◆ **Aim of the task**
Every line in the records below that holds the word "CivilDateTime" is to be copied.

◆ **Data extracts**

"""

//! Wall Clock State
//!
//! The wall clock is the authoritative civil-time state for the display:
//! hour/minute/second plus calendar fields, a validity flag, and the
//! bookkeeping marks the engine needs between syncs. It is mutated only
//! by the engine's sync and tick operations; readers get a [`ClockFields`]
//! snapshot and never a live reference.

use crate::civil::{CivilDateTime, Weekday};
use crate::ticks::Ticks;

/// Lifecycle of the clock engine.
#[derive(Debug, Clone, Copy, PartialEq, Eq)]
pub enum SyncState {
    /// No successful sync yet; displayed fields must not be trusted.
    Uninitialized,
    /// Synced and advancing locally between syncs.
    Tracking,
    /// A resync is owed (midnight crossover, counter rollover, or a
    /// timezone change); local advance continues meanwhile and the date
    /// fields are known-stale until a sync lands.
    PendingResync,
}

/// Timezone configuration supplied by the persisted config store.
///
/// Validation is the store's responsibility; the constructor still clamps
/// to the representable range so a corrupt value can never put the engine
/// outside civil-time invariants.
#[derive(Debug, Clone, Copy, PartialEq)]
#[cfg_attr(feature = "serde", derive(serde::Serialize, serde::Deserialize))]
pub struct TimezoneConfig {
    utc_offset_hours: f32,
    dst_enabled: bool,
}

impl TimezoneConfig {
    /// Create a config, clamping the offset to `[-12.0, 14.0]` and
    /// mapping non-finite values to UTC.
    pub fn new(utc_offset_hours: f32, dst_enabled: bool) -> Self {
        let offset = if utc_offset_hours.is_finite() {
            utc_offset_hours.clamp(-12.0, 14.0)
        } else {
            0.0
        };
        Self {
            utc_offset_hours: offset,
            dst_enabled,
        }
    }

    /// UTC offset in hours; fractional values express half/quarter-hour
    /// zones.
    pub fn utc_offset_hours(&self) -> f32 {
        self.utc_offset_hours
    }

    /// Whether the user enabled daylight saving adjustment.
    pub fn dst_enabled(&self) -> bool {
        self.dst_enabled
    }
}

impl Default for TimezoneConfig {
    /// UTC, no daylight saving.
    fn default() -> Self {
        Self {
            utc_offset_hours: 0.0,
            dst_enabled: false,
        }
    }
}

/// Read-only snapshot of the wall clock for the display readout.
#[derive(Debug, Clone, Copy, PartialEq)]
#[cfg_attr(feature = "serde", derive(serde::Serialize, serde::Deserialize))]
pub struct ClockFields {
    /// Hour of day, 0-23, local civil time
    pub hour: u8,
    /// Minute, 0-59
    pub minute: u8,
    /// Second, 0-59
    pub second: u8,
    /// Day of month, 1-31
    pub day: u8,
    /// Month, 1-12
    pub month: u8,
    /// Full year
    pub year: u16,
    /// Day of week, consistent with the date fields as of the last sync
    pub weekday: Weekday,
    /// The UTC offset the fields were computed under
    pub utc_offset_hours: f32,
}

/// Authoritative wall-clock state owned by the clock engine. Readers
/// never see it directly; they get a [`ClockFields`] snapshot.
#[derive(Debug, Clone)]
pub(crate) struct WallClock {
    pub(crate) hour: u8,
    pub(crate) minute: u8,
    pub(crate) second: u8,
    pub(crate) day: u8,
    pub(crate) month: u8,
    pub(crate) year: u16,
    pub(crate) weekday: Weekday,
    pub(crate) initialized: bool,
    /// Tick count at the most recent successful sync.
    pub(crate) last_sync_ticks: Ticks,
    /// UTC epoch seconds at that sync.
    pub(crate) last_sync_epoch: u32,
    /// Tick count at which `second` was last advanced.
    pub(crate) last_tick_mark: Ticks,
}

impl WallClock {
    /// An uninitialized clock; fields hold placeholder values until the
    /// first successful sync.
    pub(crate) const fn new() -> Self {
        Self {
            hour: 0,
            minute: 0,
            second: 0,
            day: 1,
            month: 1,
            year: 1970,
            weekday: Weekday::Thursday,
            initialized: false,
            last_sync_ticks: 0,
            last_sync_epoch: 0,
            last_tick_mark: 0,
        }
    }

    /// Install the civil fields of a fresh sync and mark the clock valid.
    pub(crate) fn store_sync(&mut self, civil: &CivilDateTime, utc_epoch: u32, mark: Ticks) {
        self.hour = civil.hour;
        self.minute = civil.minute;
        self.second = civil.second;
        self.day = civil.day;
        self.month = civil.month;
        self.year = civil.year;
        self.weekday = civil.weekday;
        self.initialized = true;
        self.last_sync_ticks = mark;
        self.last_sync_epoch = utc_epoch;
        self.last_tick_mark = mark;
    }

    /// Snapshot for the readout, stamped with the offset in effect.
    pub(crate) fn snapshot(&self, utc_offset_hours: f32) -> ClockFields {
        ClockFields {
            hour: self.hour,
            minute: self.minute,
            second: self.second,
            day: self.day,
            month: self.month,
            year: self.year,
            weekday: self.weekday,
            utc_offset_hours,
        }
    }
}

"""
"""

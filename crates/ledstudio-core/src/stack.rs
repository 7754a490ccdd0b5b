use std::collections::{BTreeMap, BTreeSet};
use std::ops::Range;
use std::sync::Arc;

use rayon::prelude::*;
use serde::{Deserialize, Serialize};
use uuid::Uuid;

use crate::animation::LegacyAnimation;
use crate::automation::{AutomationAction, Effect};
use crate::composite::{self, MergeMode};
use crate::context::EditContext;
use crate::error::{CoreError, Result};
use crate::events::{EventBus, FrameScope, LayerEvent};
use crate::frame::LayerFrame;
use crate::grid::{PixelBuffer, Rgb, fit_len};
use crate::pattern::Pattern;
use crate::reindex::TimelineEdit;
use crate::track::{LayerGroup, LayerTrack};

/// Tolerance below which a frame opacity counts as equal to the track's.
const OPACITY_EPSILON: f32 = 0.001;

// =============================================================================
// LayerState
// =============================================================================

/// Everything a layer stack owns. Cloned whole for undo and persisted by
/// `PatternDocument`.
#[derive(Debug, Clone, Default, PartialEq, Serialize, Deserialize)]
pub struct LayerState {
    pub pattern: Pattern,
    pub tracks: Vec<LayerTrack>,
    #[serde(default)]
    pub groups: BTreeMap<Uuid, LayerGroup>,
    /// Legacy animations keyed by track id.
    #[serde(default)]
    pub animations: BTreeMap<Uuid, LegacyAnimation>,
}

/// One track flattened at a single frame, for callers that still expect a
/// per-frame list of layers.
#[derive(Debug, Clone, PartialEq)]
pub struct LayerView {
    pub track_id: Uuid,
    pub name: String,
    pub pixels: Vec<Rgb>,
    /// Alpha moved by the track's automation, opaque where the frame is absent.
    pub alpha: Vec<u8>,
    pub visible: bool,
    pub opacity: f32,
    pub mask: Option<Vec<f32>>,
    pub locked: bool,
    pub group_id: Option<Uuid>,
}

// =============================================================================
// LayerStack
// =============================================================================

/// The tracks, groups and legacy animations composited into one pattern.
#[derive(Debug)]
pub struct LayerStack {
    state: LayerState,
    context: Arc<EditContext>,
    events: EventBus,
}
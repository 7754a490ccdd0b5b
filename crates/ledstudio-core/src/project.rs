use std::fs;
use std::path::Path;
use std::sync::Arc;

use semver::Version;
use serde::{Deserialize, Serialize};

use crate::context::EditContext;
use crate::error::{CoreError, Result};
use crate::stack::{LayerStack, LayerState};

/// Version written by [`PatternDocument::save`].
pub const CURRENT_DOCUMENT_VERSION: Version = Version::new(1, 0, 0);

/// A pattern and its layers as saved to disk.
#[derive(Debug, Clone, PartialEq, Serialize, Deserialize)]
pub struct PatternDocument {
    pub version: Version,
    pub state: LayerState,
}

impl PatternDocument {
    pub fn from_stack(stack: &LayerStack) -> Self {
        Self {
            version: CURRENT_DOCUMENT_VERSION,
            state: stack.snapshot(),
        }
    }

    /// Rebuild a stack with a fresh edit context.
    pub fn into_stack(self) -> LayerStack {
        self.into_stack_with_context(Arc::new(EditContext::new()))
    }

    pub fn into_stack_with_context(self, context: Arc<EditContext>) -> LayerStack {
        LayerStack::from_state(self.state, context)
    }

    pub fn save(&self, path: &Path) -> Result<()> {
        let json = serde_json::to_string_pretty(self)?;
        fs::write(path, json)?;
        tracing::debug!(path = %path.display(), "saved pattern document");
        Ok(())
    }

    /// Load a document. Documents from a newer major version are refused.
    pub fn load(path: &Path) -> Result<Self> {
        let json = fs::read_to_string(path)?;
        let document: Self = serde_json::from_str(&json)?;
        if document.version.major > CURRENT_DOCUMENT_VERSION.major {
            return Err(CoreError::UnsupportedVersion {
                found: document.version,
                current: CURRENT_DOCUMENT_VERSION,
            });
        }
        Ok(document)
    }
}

"""

◆ **Solution below**
use crate::civil::{CivilDateTime, Weekday};
    pub(crate) fn store_sync(&mut self, civil: &CivilDateTime, utc_epoch: u32, mark: Ticks) {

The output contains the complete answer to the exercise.